### YOUR OBJECTIVE:
Within the entries that follow, show each line where the word "Option" occurs.

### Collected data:

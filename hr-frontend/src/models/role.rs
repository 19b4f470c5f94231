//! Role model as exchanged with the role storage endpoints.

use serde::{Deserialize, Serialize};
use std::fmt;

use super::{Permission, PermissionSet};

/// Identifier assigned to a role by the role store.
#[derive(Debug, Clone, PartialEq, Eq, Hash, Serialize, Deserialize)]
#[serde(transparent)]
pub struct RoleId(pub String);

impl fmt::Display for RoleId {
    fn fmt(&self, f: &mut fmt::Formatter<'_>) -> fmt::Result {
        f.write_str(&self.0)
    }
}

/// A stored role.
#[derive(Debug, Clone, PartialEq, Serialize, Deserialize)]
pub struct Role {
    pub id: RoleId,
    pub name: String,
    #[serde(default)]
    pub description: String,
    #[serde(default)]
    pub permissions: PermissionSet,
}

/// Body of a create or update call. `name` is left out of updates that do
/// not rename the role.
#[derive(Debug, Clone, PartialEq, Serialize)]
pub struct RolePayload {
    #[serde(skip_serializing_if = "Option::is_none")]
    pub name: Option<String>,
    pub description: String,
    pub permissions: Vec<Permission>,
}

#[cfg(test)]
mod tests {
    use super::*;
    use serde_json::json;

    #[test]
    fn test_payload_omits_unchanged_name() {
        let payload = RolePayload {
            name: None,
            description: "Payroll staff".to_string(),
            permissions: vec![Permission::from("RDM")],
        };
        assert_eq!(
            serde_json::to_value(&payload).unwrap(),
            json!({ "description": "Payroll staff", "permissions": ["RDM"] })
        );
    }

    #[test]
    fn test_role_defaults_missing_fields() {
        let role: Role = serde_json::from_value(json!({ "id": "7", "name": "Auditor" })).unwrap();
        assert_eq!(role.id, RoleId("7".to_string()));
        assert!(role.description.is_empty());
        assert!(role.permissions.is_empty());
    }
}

==

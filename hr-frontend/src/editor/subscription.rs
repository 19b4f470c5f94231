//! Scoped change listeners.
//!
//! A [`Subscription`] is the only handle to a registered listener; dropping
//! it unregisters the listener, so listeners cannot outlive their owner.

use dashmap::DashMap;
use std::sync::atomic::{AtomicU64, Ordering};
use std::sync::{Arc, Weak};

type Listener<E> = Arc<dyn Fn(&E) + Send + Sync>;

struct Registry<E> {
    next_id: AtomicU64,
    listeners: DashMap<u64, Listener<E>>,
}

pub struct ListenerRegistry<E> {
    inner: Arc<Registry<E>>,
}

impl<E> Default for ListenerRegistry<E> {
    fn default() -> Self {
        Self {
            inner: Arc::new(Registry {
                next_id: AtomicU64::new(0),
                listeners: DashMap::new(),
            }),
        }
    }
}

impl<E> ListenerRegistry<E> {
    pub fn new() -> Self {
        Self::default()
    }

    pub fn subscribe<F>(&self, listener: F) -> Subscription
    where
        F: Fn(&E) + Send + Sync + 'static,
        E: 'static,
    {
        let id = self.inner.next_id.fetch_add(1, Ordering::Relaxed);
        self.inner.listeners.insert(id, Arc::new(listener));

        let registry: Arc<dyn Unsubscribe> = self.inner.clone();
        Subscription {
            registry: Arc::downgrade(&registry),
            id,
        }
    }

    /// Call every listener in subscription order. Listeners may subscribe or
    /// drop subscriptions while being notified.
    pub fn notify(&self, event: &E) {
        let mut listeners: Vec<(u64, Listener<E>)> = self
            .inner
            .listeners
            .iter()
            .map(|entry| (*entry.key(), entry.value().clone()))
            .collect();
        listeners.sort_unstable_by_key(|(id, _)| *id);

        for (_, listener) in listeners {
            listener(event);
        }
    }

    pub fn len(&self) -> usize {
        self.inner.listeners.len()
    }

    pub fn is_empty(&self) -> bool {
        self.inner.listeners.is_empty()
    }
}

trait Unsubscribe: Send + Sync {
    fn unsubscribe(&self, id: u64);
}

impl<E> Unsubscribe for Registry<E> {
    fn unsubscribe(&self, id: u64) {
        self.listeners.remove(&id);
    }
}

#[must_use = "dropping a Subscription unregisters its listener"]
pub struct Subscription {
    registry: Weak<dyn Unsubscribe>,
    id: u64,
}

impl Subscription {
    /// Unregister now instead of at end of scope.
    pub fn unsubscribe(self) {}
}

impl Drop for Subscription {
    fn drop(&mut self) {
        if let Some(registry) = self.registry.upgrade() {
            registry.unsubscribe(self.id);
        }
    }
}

### RESPONSE BELOW:
    #[serde(skip_serializing_if = "Option::is_none")]
    pub name: Option<String>,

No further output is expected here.